Dataset records
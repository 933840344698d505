//! Page-number jumps: skip-based fallback and the bookmark walk.
//!
//! A bookmark stored for page `p` is the end cursor of page `p`, i.e. the
//! anchor page `p + 1` resumes after.

use serde_json::Value;
use tracing::{debug, info, warn};

use super::{Fetched, PageJumpEngine, Plan};
use crate::bookmark::KeyDims;
use crate::cursor::CursorDirection;
use crate::error::PagerError;
use crate::filter::Document;
use crate::keyset::KeysetPredicate;
use crate::page::{PageInfo, PagePath};
use crate::sort::pick_anchor;

impl PageJumpEngine {
    /// Serve `page >= 2`.
    pub(super) async fn jump_to(&self, plan: &Plan<'_>, page: u64) -> Result<Fetched, PagerError> {
        let jump = plan.request.jump.unwrap_or_default();
        let step = jump.step.unwrap_or(self.config.jump.step).max(1);
        let max_hops = jump.max_hops.unwrap_or(self.config.jump.max_hops).max(1);

        let offset = plan.request.offset_jump.unwrap_or_default();
        let offset_enabled = offset.enable.unwrap_or(self.config.offset_jump.enable);
        let max_skip = offset.max_skip.unwrap_or(self.config.offset_jump.max_skip);

        let dims = plan.dims(self.store.as_ref());
        let skip = (page - 1).saturating_mul(plan.limit);

        if offset_enabled && skip <= max_skip {
            return self.offset_fallback(plan, &dims, page, skip).await;
        }
        self.bookmark_hop(plan, &dims, page, step, max_hops).await
    }

    async fn offset_fallback(
        &self,
        plan: &Plan<'_>,
        dims: &KeyDims,
        page: u64,
        skip: u64,
    ) -> Result<Fetched, PagerError> {
        debug!(page, skip, "offset jump");
        let rows = self.query(plan.window(plan.sort.clone(), None, skip)).await?;
        let (items, mut page_info) = self.assembler(plan).assemble(rows, None, true)?;
        page_info.current_page = Some(page);

        if let Some(end) = &page_info.end_cursor {
            self.save_bookmark(dims, page, end).await;
        }

        Ok(Fetched {
            items,
            page_info,
            path: PagePath::OffsetFallback,
            bookmark_hit: false,
            hops: 1,
        })
    }

    async fn bookmark_hop(
        &self,
        plan: &Plan<'_>,
        dims: &KeyDims,
        target: u64,
        step: u64,
        max_hops: u64,
    ) -> Result<Fetched, PagerError> {
        let (start_page, mut anchor) = match self.nearest_bookmark(plan, dims, target, step).await {
            Some((page, anchor)) => (page, Some(anchor)),
            None => (0, None),
        };

        let remaining = target - start_page;
        if remaining > max_hops {
            debug!(page = target, start_page, remaining, max_hops, "jump exceeds hop bound");
            return Err(PagerError::JumpTooFar {
                target_page: target,
                remaining,
                max_hops,
            });
        }
        let bookmark_hit = start_page > 0;
        if bookmark_hit {
            info!(page = target, from = start_page, "resuming from bookmark");
        }

        let limit = usize::try_from(plan.limit).unwrap_or(usize::MAX);
        let mut hops = 0;

        for current in (start_page + 1)..=target {
            let predicate = anchor
                .as_ref()
                .and_then(|a| KeysetPredicate::after(&plan.sort, a))
                .map(|p| p.to_document());
            let mut rows = self.query(plan.window(plan.sort.clone(), predicate, 0)).await?;
            hops += 1;
            debug!(page = current, target_page = target, rows = rows.len(), "hop");

            if current == target {
                let (items, mut page_info) =
                    self.assembler(plan).assemble(rows, None, target > 1)?;
                page_info.current_page = Some(target);
                if target % step == 0
                    && let Some(end) = &page_info.end_cursor
                {
                    self.save_bookmark(dims, target, end).await;
                }
                return Ok(Fetched {
                    items,
                    page_info,
                    path: PagePath::BookmarkHop,
                    bookmark_hit,
                    hops,
                });
            }

            let has_more = rows.len() > limit;
            rows.truncate(limit);
            let Some(last) = rows.last() else {
                break;
            };
            let next = pick_anchor(last, &plan.sort);

            if current % step == 0 {
                let token = self
                    .codec
                    .encode(&plan.sort, &next, Some(CursorDirection::After))?;
                self.save_bookmark(dims, current, &token).await;
            }
            if !has_more {
                break;
            }
            anchor = Some(next);
        }

        debug!(page = target, hops, "rows ran out before target page");
        Ok(Fetched {
            items: Vec::new(),
            page_info: PageInfo::past_end(target),
            path: PagePath::BookmarkHop,
            bookmark_hit,
            hops,
        })
    }

    /// Closest usable bookmark below `target`: the page right before it,
    /// then the last `step` boundary.
    async fn nearest_bookmark(
        &self,
        plan: &Plan<'_>,
        dims: &KeyDims,
        target: u64,
        step: u64,
    ) -> Option<(u64, Document)> {
        let previous = target - 1;
        let boundary = previous / step * step;

        let mut candidates = vec![previous];
        if boundary != previous {
            candidates.push(boundary);
        }

        for page in candidates.into_iter().filter(|p| *p > 0) {
            if let Some(anchor) = self.load_bookmark(plan, dims, page).await {
                return Some((page, anchor));
            }
        }
        None
    }

    async fn load_bookmark(&self, plan: &Plan<'_>, dims: &KeyDims, page: u64) -> Option<Document> {
        let key = self.keys.bookmark_key(dims, page);
        let value = match self.cache.get(&key).await {
            Ok(value) => value?,
            Err(err) => {
                warn!(%key, error = %err, "bookmark read failed");
                return None;
            }
        };

        let Some(token) = value.as_str() else {
            warn!(%key, "ignoring non-string bookmark");
            return None;
        };
        match self.codec.decode(token) {
            Ok(cursor) if cursor.sort == plan.sort && !cursor.anchor.is_empty() => {
                Some(cursor.anchor)
            }
            Ok(_) => {
                warn!(%key, "ignoring bookmark taken under another sort");
                None
            }
            Err(err) => {
                warn!(%key, error = %err, "ignoring undecodable bookmark");
                None
            }
        }
    }

    async fn save_bookmark(&self, dims: &KeyDims, page: u64, token: &str) {
        let key = self.keys.bookmark_key(dims, page);
        match self
            .cache
            .set(&key, Value::from(token), self.config.bookmark_ttl())
            .await
        {
            Ok(()) => debug!(%key, page, "bookmark written"),
            Err(err) => warn!(%key, error = %err, "bookmark write failed"),
        }
    }
}
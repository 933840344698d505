// =============================================================================
// CRATE-LEVEL QUALITY LINTS (following Tokio/Serde standards)
// =============================================================================
#![forbid(unsafe_code)]
#![deny(unused_must_use)]
#![warn(missing_docs)]
#![warn(missing_debug_implementations)]
#![warn(rust_2018_idioms)]
#![warn(unreachable_pub)]
#![warn(rustdoc::missing_crate_level_docs)]
#![warn(rustdoc::broken_intra_doc_links)]
// =============================================================================
// CLIPPY CONFIGURATION
// =============================================================================
#![allow(clippy::doc_markdown)] // Mongo operators in docs
#![allow(clippy::missing_errors_doc)] // # Errors sections - doc-heavy
#![allow(clippy::missing_panics_doc)] // # Panics sections - doc-heavy
#![allow(clippy::module_name_repetitions)] // Type names matching module - acceptable
#![allow(clippy::return_self_not_must_use)] // Builder pattern methods return Self
#![allow(clippy::must_use_candidate)] // Builder methods - fluent API doesn't need must_use
#![allow(clippy::cast_possible_truncation)] // usize/u64 counts
#![allow(clippy::indexing_slicing)] // Glob matching slices at `find` offsets

//! # pagejump - Keyset Pagination with Page Jumps
//!
//! Stable, deep pagination over mutable document collections without
//! `O(skip)` scans, while still answering "go to page N".
//!
//! - **Cursors** resume strictly after (or before) an anchor row under a
//!   stable composite sort, built from an OR-of-ANDs keyset predicate.
//! - **Page jumps** walk forward from the nearest cached bookmark, writing
//!   a new bookmark every `step` pages and refusing walks longer than
//!   `max_hops`.
//! - **Totals** are optional, computed through a bounded count queue in
//!   sync, async or approximate mode, cached with a TTL and coalesced
//!   across concurrent callers.
//!
//! ## Quick Start
//!
//! ```
//! # tokio::runtime::Builder::new_current_thread().enable_all().build().unwrap().block_on(async {
//! use std::sync::Arc;
//! use pagejump::prelude::*;
//! use serde_json::json;
//!
//! let store = MemoryStore::new("mem", "orders").with_documents(
//!     (1..=50).map(|i| json!({"_id": i, "total": i * 10}).as_object().unwrap().clone()),
//! );
//! let engine = PageJumpEngine::new(Arc::new(store), Arc::new(MemoryCache::new()));
//!
//! let sort = SortSpec::new().desc("total");
//! let first = engine.find_page(&PageRequest::new(10).sort(sort.clone())).await.unwrap();
//! assert_eq!(first.items[0]["_id"], json!(50));
//! assert!(first.page_info.has_next);
//!
//! // Resume from the end cursor
//! let next = PageRequest::new(10)
//!     .sort(sort.clone())
//!     .after(first.page_info.end_cursor.unwrap());
//! let second = engine.find_page(&next).await.unwrap();
//! assert_eq!(second.items[0]["_id"], json!(40));
//!
//! // Or jump straight to a page number
//! let fourth = engine.find_page(&PageRequest::new(10).sort(sort).page(4)).await.unwrap();
//! assert_eq!(fourth.items[0]["_id"], json!(20));
//! # });
//! ```
//!
//! ## Cursor Format
//!
//! A cursor is URL-safe base64 (no padding) of a length-prefixed JSON
//! envelope `{"v":1,"s":<sort>,"a":<anchor>,"d":"after"}`. Cursors are
//! opaque to callers and are rejected when replayed against a different
//! sort. See [`cursor`] for signing.

pub mod bookmark;
pub mod config;
pub mod cursor;
mod engine;
pub mod error;
pub mod filter;
pub mod keyset;
mod memory;
pub mod page;
pub mod queue;
pub mod request;
pub mod sort;
pub mod store;
pub mod totals;
pub mod validate;

pub use bookmark::{CacheKeys, KeyDims, shape_of, shape_paths};
pub use config::{EngineConfig, JumpConfig, OffsetJumpConfig, TotalsConfig};
pub use cursor::{
    Cursor, CursorCodec, CursorDirection, CursorError, CursorSigner, EncodeError, decode_cursor,
    encode_cursor,
};
pub use engine::PageJumpEngine;
pub use error::PagerError;
pub use filter::{CompoundFilter, Document, Filter, FilterExpr, LogicalOp, Operator, ParseError};
pub use keyset::{KeysetPredicate, anchor_predicate};
pub use memory::{MemoryCache, MemoryStore};
pub use page::{PageAssembler, PageInfo, PageMeta, PagePath, PageResult};
pub use queue::{BoundedCountQueue, QueueConfig, QueueError, QueueStats};
pub use request::{JumpOptions, OffsetJumpOptions, PageRequest, TotalsOptions};
pub use sort::{SortDir, SortField, SortSpec, ensure_stable_sort, pick_anchor, reverse_sort};
pub use store::{Cache, CacheError, CountOptions, DocumentStore, StoreError, WindowQuery};
pub use totals::{TotalsComputer, TotalsJob, TotalsMode, TotalsRecord};
pub use validate::{RequestValidator, ValidationError, assert_cursor_sort_compatible};

/// Prelude for convenient imports.
///
/// ```
/// use pagejump::prelude::*;
/// ```
pub mod prelude {
    pub use crate::{
        Cache, CursorCodec, CursorDirection, DocumentStore, EngineConfig, MemoryCache,
        MemoryStore, PageInfo, PageJumpEngine, PageRequest, PageResult, PagerError, SortDir,
        SortSpec, TotalsMode, TotalsRecord,
    };
}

Exercise instructions
Find and copy each line above that includes the string "queue".

Response to this task
//! - **Totals** are optional, computed through a bounded count queue in
pub mod queue;
pub use queue::{BoundedCountQueue, QueueConfig, QueueError, QueueStats};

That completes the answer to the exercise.